In all modes you can override the coloring of single levels by calling `JKQTPColumnContourPlot::setOverrideColor(level, color)`. In the example above this looks like this:

```.cpp
    for (auto reldist: reldists) {
        const double level=fabs(Q1/(4.0*M_PI*eps0)/(Q1_x0*reldist));
        graph->addContourLevel(-level);
        graph->addContourLevel(level);

        // set a special color for some lines:
        if (reldist==1) {
            graph->setOverrideColor(-level, QColor("yellow"));
            graph->setOverrideColor(level, QColor("yellow"));
        }
    }
```

This code results (in the default coloring mode `JKQTPColumnContourPlot::ColorContoursFromPaletteByValue`) in: 

![contourplot](https://raw.githubusercontent.com/jkriege2/JKQtPlotter/master/screenshots/contourplot_overridecolors.png)

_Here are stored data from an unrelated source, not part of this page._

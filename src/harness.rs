//! In-memory reference application for exercising scenario compositions.
//!
//! [`TestApp`] implements the collaborator contracts with nothing behind
//! them: models create into shared in-process storage, the user model's
//! login mints access tokens, and dispatch routes URIs through per-route
//! [`AccessRule`]s. The crate's own tests run against it, and downstream
//! suites can use it to exercise their scenario compositions before
//! pointing them at a real application.

use std::{
    collections::HashMap,
    sync::{
        Arc, Mutex, MutexGuard, PoisonError,
        atomic::{AtomicU64, Ordering},
    },
};

use async_trait::async_trait;
use serde_json::{Value, json};

use crate::app::{
    ACCESS_TOKEN_MODEL, AppError, Application, DispatchError, Instance, ModelHandle, Outcome,
    SimulatedRequest, USER_MODEL,
};

/// Access policy applied to a dispatch route.
#[derive(Clone, Copy, Debug, PartialEq, Eq)]
pub enum AccessRule {
    /// Anyone may call, with or without a credential.
    Open,
    /// Only callers attaching a valid, non-anonymous access token.
    Authenticated,
    /// Every caller is rejected with the given status code.
    Denied(u16),
    /// The route reports not-found for every caller.
    NotFound,
}

fn lock<T>(mutex: &Mutex<T>) -> MutexGuard<'_, T> {
    mutex.lock().unwrap_or_else(PoisonError::into_inner)
}

struct ModelStore {
    model: String,
    records: Mutex<HashMap<String, Value>>,
    next_id: AtomicU64,
    destroy_log: Arc<Mutex<Vec<String>>>,
}

impl ModelStore {
    fn new(model: &str, destroy_log: Arc<Mutex<Vec<String>>>) -> Arc<Self> {
        Arc::new(Self {
            model: model.to_owned(),
            records: Mutex::new(HashMap::new()),
            next_id: AtomicU64::new(0),
            destroy_log,
        })
    }

    fn insert(&self, attrs: Value) -> String {
        let id = attrs
            .get("id")
            .and_then(Value::as_str)
            .map_or_else(
                || {
                    let n = self.next_id.fetch_add(1, Ordering::Relaxed) + 1;
                    format!("{}-{n}", self.model)
                },
                str::to_owned,
            );
        lock(&self.records).insert(id.clone(), attrs);
        id
    }

    fn remove(&self, id: &str) -> Result<(), AppError> {
        if lock(&self.records).remove(id).is_some() {
            lock(&self.destroy_log).push(format!("{}:{id}", self.model));
            Ok(())
        } else {
            Err(AppError::new(format!(
                "no `{}` record with id `{id}`",
                self.model
            )))
        }
    }

    fn contains(&self, id: &str) -> bool { lock(&self.records).contains_key(id) }

    fn len(&self) -> usize { lock(&self.records).len() }

    /// Id of the first record whose attributes include every key/value pair
    /// of `credentials`.
    fn find_matching(&self, credentials: &Value) -> Option<String> {
        let Value::Object(wanted) = credentials else {
            return None;
        };
        lock(&self.records)
            .iter()
            .find(|(_, attrs)| {
                wanted
                    .iter()
                    .all(|(key, value)| attrs.get(key) == Some(value))
            })
            .map(|(id, _)| id.clone())
    }
}

struct StoredInstance {
    id: String,
    store: Arc<ModelStore>,
}

#[async_trait]
impl Instance for StoredInstance {
    fn id(&self) -> &str { &self.id }

    async fn destroy(&self) -> Result<(), AppError> { self.store.remove(&self.id) }
}

struct HarnessModel {
    name: String,
    has_schema: bool,
    creatable: bool,
    create_error: Option<AppError>,
    login_error: Option<AppError>,
    store: Arc<ModelStore>,
    // Set on the user model only; login mints tokens into it.
    token_store: Option<Arc<ModelStore>>,
}

#[async_trait]
impl ModelHandle for HarnessModel {
    fn name(&self) -> &str { &self.name }

    fn has_schema(&self) -> bool { self.has_schema }

    fn supports_create(&self) -> bool { self.creatable }

    async fn create(&self, attrs: Value) -> Result<Arc<dyn Instance>, AppError> {
        if let Some(error) = &self.create_error {
            return Err(error.clone());
        }
        let id = self.store.insert(attrs);
        Ok(Arc::new(StoredInstance {
            id,
            store: Arc::clone(&self.store),
        }))
    }

    async fn login(&self, credentials: Value) -> Result<Arc<dyn Instance>, AppError> {
        let Some(token_store) = &self.token_store else {
            return Err(AppError::unsupported(&self.name, "login"));
        };
        if let Some(error) = &self.login_error {
            return Err(error.clone());
        }
        let user_id = self.store.find_matching(&credentials).ok_or_else(|| {
            AppError::new("invalid credentials").with_details(json!({ "model": self.name }))
        })?;
        let id = token_store.insert(json!({ "userId": user_id }));
        Ok(Arc::new(StoredInstance {
            id,
            store: Arc::clone(token_store),
        }))
    }
}

/// In-memory application under test.
pub struct TestApp {
    models: HashMap<String, Arc<HarnessModel>>,
    options: HashMap<String, Value>,
    routes: HashMap<String, AccessRule>,
    token_store: Arc<ModelStore>,
    destroy_log: Arc<Mutex<Vec<String>>>,
    dispatches: AtomicU64,
}

impl TestApp {
    /// Start describing a test application.
    #[must_use]
    pub fn builder() -> TestAppBuilder { TestAppBuilder::default() }

    /// Destroyed instances as `model:id` entries, in destruction order.
    #[must_use]
    pub fn destroyed(&self) -> Vec<String> { lock(&self.destroy_log).clone() }

    /// Number of live records in the named model's storage.
    #[must_use]
    pub fn record_count(&self, model: &str) -> usize {
        self.models
            .get(model)
            .map_or(0, |handle| handle.store.len())
    }

    /// Number of requests the dispatcher has seen.
    #[must_use]
    pub fn dispatch_count(&self) -> u64 { self.dispatches.load(Ordering::Relaxed) }

    fn authorized(&self, request: &SimulatedRequest) -> bool {
        request
            .access_token()
            .is_some_and(|token| !token.is_anonymous() && self.token_store.contains(token.id()))
    }
}

#[async_trait]
impl Application for TestApp {
    fn model(&self, name: &str) -> Option<Arc<dyn ModelHandle>> {
        self.models
            .get(name)
            .map(|handle| Arc::clone(handle) as Arc<dyn ModelHandle>)
    }

    fn option(&self, key: &str) -> Option<Value> { self.options.get(key).cloned() }

    async fn dispatch(&self, request: SimulatedRequest) -> Outcome {
        self.dispatches.fetch_add(1, Ordering::Relaxed);
        let Some(rule) = self.routes.get(request.uri()) else {
            return Outcome::failure(DispatchError::new(
                500,
                format!("unhandled request for `{}`", request.uri()),
            ));
        };
        let handled = || {
            Outcome::success(json!({
                "uri": request.uri(),
                "payload": request.payload(),
            }))
        };
        match rule {
            AccessRule::Open => handled(),
            AccessRule::Authenticated => {
                if self.authorized(&request) {
                    handled()
                } else {
                    Outcome::failure(DispatchError::new(401, "authorization required"))
                }
            }
            AccessRule::Denied(status) => {
                Outcome::failure(DispatchError::new(*status, "access denied"))
            }
            AccessRule::NotFound => Outcome::failure(DispatchError::new(
                404,
                format!("`{}` not found", request.uri()),
            )),
        }
    }
}

struct ModelSpec {
    name: String,
    has_schema: bool,
    creatable: bool,
    create_error: Option<AppError>,
}

impl ModelSpec {
    fn plain(name: &str) -> Self {
        Self {
            name: name.to_owned(),
            has_schema: true,
            creatable: true,
            create_error: None,
        }
    }
}

/// Builder for [`TestApp`].
///
/// The `user` and `accessToken` models are always registered; further
/// models and dispatch routes are added explicitly.
#[derive(Default)]
pub struct TestAppBuilder {
    models: Vec<ModelSpec>,
    options: HashMap<String, Value>,
    routes: HashMap<String, AccessRule>,
    login_error: Option<AppError>,
}

impl TestAppBuilder {
    /// Register a model with a schema and a create operation.
    #[must_use]
    pub fn model(mut self, name: &str) -> Self {
        self.models.push(ModelSpec::plain(name));
        self
    }

    /// Register a model without a schema.
    #[must_use]
    pub fn model_without_schema(mut self, name: &str) -> Self {
        self.models.push(ModelSpec {
            has_schema: false,
            ..ModelSpec::plain(name)
        });
        self
    }

    /// Register a model without a create operation.
    #[must_use]
    pub fn model_without_create(mut self, name: &str) -> Self {
        self.models.push(ModelSpec {
            creatable: false,
            ..ModelSpec::plain(name)
        });
        self
    }

    /// Register a model whose create operation always fails with `error`.
    #[must_use]
    pub fn model_with_failing_create(mut self, name: &str, error: AppError) -> Self {
        self.models.push(ModelSpec {
            create_error: Some(error),
            ..ModelSpec::plain(name)
        });
        self
    }

    /// Make the user model reject every login with `error`.
    #[must_use]
    pub fn failing_login(mut self, error: AppError) -> Self {
        self.login_error = Some(error);
        self
    }

    /// Set a configuration option.
    #[must_use]
    pub fn option(mut self, key: &str, value: Value) -> Self {
        self.options.insert(key.to_owned(), value);
        self
    }

    /// Route a URI through an access rule.
    #[must_use]
    pub fn route(mut self, uri: &str, rule: AccessRule) -> Self {
        self.routes.insert(uri.to_owned(), rule);
        self
    }

    /// Build the application.
    #[must_use]
    pub fn build(self) -> Arc<TestApp> {
        let destroy_log = Arc::new(Mutex::new(Vec::new()));
        let token_store = ModelStore::new(ACCESS_TOKEN_MODEL, Arc::clone(&destroy_log));

        let mut specs = self.models;
        for builtin in [USER_MODEL, ACCESS_TOKEN_MODEL] {
            if !specs.iter().any(|spec| spec.name == builtin) {
                specs.push(ModelSpec::plain(builtin));
            }
        }

        let mut models = HashMap::new();
        for spec in specs {
            let is_user = spec.name == USER_MODEL;
            let store = if spec.name == ACCESS_TOKEN_MODEL {
                Arc::clone(&token_store)
            } else {
                ModelStore::new(&spec.name, Arc::clone(&destroy_log))
            };
            let model = HarnessModel {
                name: spec.name.clone(),
                has_schema: spec.has_schema,
                creatable: spec.creatable,
                create_error: spec.create_error,
                login_error: if is_user { self.login_error.clone() } else { None },
                store,
                token_store: is_user.then(|| Arc::clone(&token_store)),
            };
            models.insert(spec.name, Arc::new(model));
        }

        Arc::new(TestApp {
            models,
            options: self.options,
            routes: self.routes,
            token_store,
            destroy_log,
            dispatches: AtomicU64::new(0),
        })
    }
}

# Gimmick: Animating a Contour Plot

In order to demonstrate the caching implemented in the contour plot, there is optional animation code inside this example, in the form of the class `ContourPlotAnimator` (see (see [`ContourPlotAnimator.cpp`](https://github.com/jkriege2/JKQtPlotter/tree/master/examples/contourplot/ContourPlotAnimator.cpp) ). 

The code therein results in an animation like this:

![contourplot](https://raw.githubusercontent.com/jkriege2/JKQtPlotter/master/screenshots/contourplot_animated.gif)

Note that zooming can still be perfomred without the need to recalculate the contour lines.